Con sentenza del 15 giugno 2016, il Tribunale di Roma annullava la pronuncia del Giudice di Pace di Roma, il quale riteneva fondata l’opposizione ex art. 615 c.p.c. del ricorrente, avverso l’esecuzione avviata dall’agente della riscossione e con la quale lamentava l’omessa notifica degli atti prodromici e la conseguente prescrizione del credito tributario.

In particolare, il Tribunale investito del gravame, annullava la sentenza appellata e rimetteva la causa al primo giudice ai sensi dell’art. 354 co. II .c.p.c., rilevando la mancata integrazione del contraddittorio nei confronti dell’ente impositore, ritenendolo quale litisconsorte necessario ai sensi dell’art. 102 c.p.c.

Il ricorso alla Suprema Corte

Il contribuente proponeva ricorso nanti la Suprema Corte, lamentando la falsa applicazione e violazione dell’art. 102 c.p.c., rilevando come non ricadesse sullo stesso l’onere di chiamare in causa l’ente creditore e che non si ci trovasse in una ipotesi di litisconsorzio necessario.

Invero, nel caso in cui vengano contestati atti che non dipendono dall’attività svolta dall’agente della riscossione – quali la mancata notifica degli atti prodromici alla intimazione di pagamento – sarà quest’ultimo ad avere la facoltà di richiedere al giudice l’autorizzazione a chiamare in causa la pubblica amministrazione che gli ha affidato il recupero del proprio credito.

Sarà poi il concessionario che non si avvale di tale possibilità, a rispondere eventualmente dell’esito della lite[1].

La pronuncia

La Corte di Cassazione, con ordinanza n. 29798 del 18 novembre 2019, accoglieva il ricorso presentato dal contribuente e rimetteva la causa al Tribunale di Roma affinché la decidesse nel merito. In particolare, nella citata pronuncia, la Corte aderisce alla tesi del ricorrente, evidenziando come nel caso di contestazioni afferenti gli atti prodromici alla esecuzione avviata dall’agente della riscossione, su richiesta dell’ente creditore, non vi sia con lo stesso un litisconsorzio necessario ai sensi dell’art. 102 c.p.c..

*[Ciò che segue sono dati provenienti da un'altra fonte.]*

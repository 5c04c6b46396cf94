//! Bulk loader - populates the store from untyped rows
//!
//! Rows are applied in dependency order (breweries, beers, users, reviews).
//! Dangling references are tolerated differently per table:
//! - a beer whose brewery is missing (or whose `breweryId` is absent or null)
//!   is kept, without a brewery link
//! - a review whose beer or user is missing is dropped
//!
//! Every row is parsed before the store is touched, so a malformed row aborts
//! the load with `InvalidData` and leaves the store as it was.

use std::path::Path;

use serde_json::{Map, Value};

use crate::model::{Beer, Brewery, EntityKind, Review, User};
use crate::storage::json::table_path;
use crate::store::EntityStore;
use crate::{Error, Result};

/// One untyped input row
pub type Row = Map<String, Value>;

/// The four row sources of a bulk load
#[derive(Debug, Clone, Default)]
pub struct Dataset {
    pub breweries: Vec<Row>,
    pub beers: Vec<Row>,
    pub users: Vec<Row>,
    pub reviews: Vec<Row>,
}

impl Dataset {
    /// Read `breweries.json`, `beers.json`, `users.json` and `reviews.json` from `dir`.
    ///
    /// A missing file is an empty table.
    pub fn from_dir(dir: &Path) -> Result<Self> {
        Ok(Self {
            breweries: read_rows(dir, EntityKind::Brewery)?,
            beers: read_rows(dir, EntityKind::Beer)?,
            users: read_rows(dir, EntityKind::User)?,
            reviews: read_rows(dir, EntityKind::Review)?,
        })
    }

    /// Build from a single JSON object with one array per table
    pub fn from_value(value: &Value) -> Result<Self> {
        let table = |kind: EntityKind| -> Result<Vec<Row>> {
            match value.get(kind.table_name()) {
                None | Some(Value::Null) => Ok(Vec::new()),
                Some(rows) => rows_from_value(rows, kind),
            }
        };
        Ok(Self {
            breweries: table(EntityKind::Brewery)?,
            beers: table(EntityKind::Beer)?,
            users: table(EntityKind::User)?,
            reviews: table(EntityKind::Review)?,
        })
    }
}

fn read_rows(dir: &Path, kind: EntityKind) -> Result<Vec<Row>> {
    let path = table_path(dir, kind);
    if !path.exists() {
        tracing::debug!("No {} file at {}, starting empty", kind.table_name(), path.display());
        return Ok(Vec::new());
    }
    let contents = std::fs::read_to_string(&path)?;
    let value: Value = serde_json::from_str(&contents)
        .map_err(|e| Error::InvalidData(format!("{}: {}", path.display(), e)))?;
    rows_from_value(&value, kind)
}

fn rows_from_value(value: &Value, kind: EntityKind) -> Result<Vec<Row>> {
    let items = value
        .as_array()
        .ok_or_else(|| Error::InvalidData(format!("{} must be an array of objects", kind.table_name())))?;

    items
        .iter()
        .enumerate()
        .map(|(index, item)| {
            item.as_object().cloned().ok_or_else(|| {
                Error::InvalidData(format!("{} row {} is not an object", kind.table_name(), index))
            })
        })
        .collect()
}

/// Outcome of a bulk load
#[derive(Debug, Clone, Copy, Default, PartialEq, Eq)]
pub struct LoadReport {
    pub breweries: usize,
    pub beers: usize,
    pub users: usize,
    pub reviews: usize,
    /// Beers kept without a brewery because theirs was missing
    pub unlinked_beers: usize,
    /// Reviews dropped because their beer or user was missing
    pub skipped_reviews: usize,
}

impl std::fmt::Display for LoadReport {
    fn fmt(&self, f: &mut std::fmt::Formatter<'_>) -> std::fmt::Result {
        writeln!(f, "Load Summary:")?;
        writeln!(f, "  Breweries: {}", self.breweries)?;
        writeln!(f, "  Beers: {} ({} without brewery)", self.beers, self.unlinked_beers)?;
        writeln!(f, "  Users: {}", self.users)?;
        writeln!(f, "  Reviews: {} ({} skipped)", self.reviews, self.skipped_reviews)
    }
}

/// Scalar field as a string; numbers are stringified
fn scalar(row: &Row, key: &str, kind: EntityKind, index: usize) -> Result<Option<String>> {
    match row.get(key) {
        None | Some(Value::Null) => Ok(None),
        Some(Value::String(s)) => Ok(Some(s.clone())),
        Some(Value::Number(n)) => Ok(Some(n.to_string())),
        Some(Value::Bool(b)) => Ok(Some(b.to_string())),
        Some(other) => Err(Error::InvalidData(format!(
            "{} row {}: field '{}' must be a scalar, got {}",
            kind.table_name(),
            index,
            key,
            other
        ))),
    }
}

fn required(row: &Row, key: &str, kind: EntityKind, index: usize) -> Result<String> {
    scalar(row, key, kind, index)?.ok_or_else(|| {
        Error::InvalidData(format!("{} row {}: missing field '{}'", kind.table_name(), index, key))
    })
}

fn text(row: &Row, key: &str, kind: EntityKind, index: usize) -> Result<String> {
    Ok(scalar(row, key, kind, index)?.unwrap_or_default())
}

fn parse_brewery(row: &Row, index: usize) -> Result<Brewery> {
    let kind = EntityKind::Brewery;
    // Older seed files call the country "location"
    let country = match scalar(row, "country", kind, index)? {
        Some(country) => country,
        None => text(row, "location", kind, index)?,
    };
    Ok(Brewery::new(
        required(row, "id", kind, index)?,
        text(row, "name", kind, index)?,
        country,
    ))
}

fn parse_beer(row: &Row, index: usize) -> Result<Beer> {
    let kind = EntityKind::Beer;
    // Unlinked beers are written back with a null breweryId
    Ok(Beer::new(
        required(row, "id", kind, index)?,
        text(row, "name", kind, index)?,
        text(row, "style", kind, index)?,
        scalar(row, "breweryId", kind, index)?,
    ))
}

fn parse_user(row: &Row, index: usize) -> Result<User> {
    let kind = EntityKind::User;
    Ok(User::new(
        required(row, "id", kind, index)?,
        text(row, "name", kind, index)?,
        text(row, "email", kind, index)?,
    ))
}

fn parse_review(row: &Row, index: usize) -> Result<Review> {
    let kind = EntityKind::Review;
    let raw = required(row, "rating", kind, index)?;
    let rating: i32 = raw.trim().parse().map_err(|_| {
        Error::InvalidData(format!("reviews row {}: rating '{}' is not an integer", index, raw))
    })?;
    Ok(Review::new(
        required(row, "id", kind, index)?,
        text(row, "text", kind, index)?,
        rating,
        required(row, "beerId", kind, index)?,
        required(row, "userId", kind, index)?,
    ))
}

fn parse_all<T>(rows: &[Row], parse: fn(&Row, usize) -> Result<T>) -> Result<Vec<T>> {
    rows.iter().enumerate().map(|(index, row)| parse(row, index)).collect()
}

/// Populate `store` from `dataset`.
///
/// Ids already present are overwritten (last write wins).
pub fn load(store: &EntityStore, dataset: &Dataset) -> Result<LoadReport> {
    let breweries = parse_all(&dataset.breweries, parse_brewery)?;
    let beers = parse_all(&dataset.beers, parse_beer)?;
    let users = parse_all(&dataset.users, parse_user)?;
    let reviews = parse_all(&dataset.reviews, parse_review)?;

    let mut report = LoadReport::default();

    for brewery in breweries {
        store.upsert_brewery(brewery);
        report.breweries += 1;
    }

    for beer in beers {
        let id = beer.id.clone();
        let brewery_id = beer.brewery_id.clone();
        if !store.upsert_beer(beer) {
            match brewery_id {
                Some(brewery_id) => {
                    tracing::warn!(beer = %id, brewery = %brewery_id, "Brewery not found, beer kept without brewery")
                }
                None => tracing::debug!(beer = %id, "Beer has no brewery"),
            }
            report.unlinked_beers += 1;
        }
        report.beers += 1;
    }

    for user in users {
        store.upsert_user(user);
        report.users += 1;
    }

    for review in reviews {
        let id = review.id.clone();
        if store.upsert_review(review) {
            report.reviews += 1;
        } else {
            tracing::warn!(review = %id, "Beer or user not found, review skipped");
            report.skipped_reviews += 1;
        }
    }

    tracing::info!(
        breweries = report.breweries,
        beers = report.beers,
        users = report.users,
        reviews = report.reviews,
        skipped_reviews = report.skipped_reviews,
        "Data loaded"
    );
    Ok(report)
}

/// Read a data directory and load it into `store`
pub fn load_dir(store: &EntityStore, dir: &Path) -> Result<LoadReport> {
    let dataset = Dataset::from_dir(dir)?;
    load(store, &dataset)
}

Nella pronuncia in commento, veniva inoltre rilevato come la Corte avesse già sancito più volte il principio secondo il quale “in tema di riscossione di crediti mediante iscrizione a ruolo, deve escludersi la configurabilità di un litisconsorzio necessario tra l’ente creditore ed il concessionario del servizio di riscossione qualora il giudizio sia promosso da quest’ultimo o nei confronti dello stesso, non assumendo a tal fine alcun rilievo che la domanda abbia ad oggetto, non la regolarità o la ritualità degli atti esecutivi, ma l’esistenza stessa del credito, posto che l’eventuale difetto del potere di agire o di resistere in ordine a tale accertamento comporta l’insorgenza solo di una questione di legittimazione, la cui soluzione non impone la partecipazione al giudizio dell’ente creditore”.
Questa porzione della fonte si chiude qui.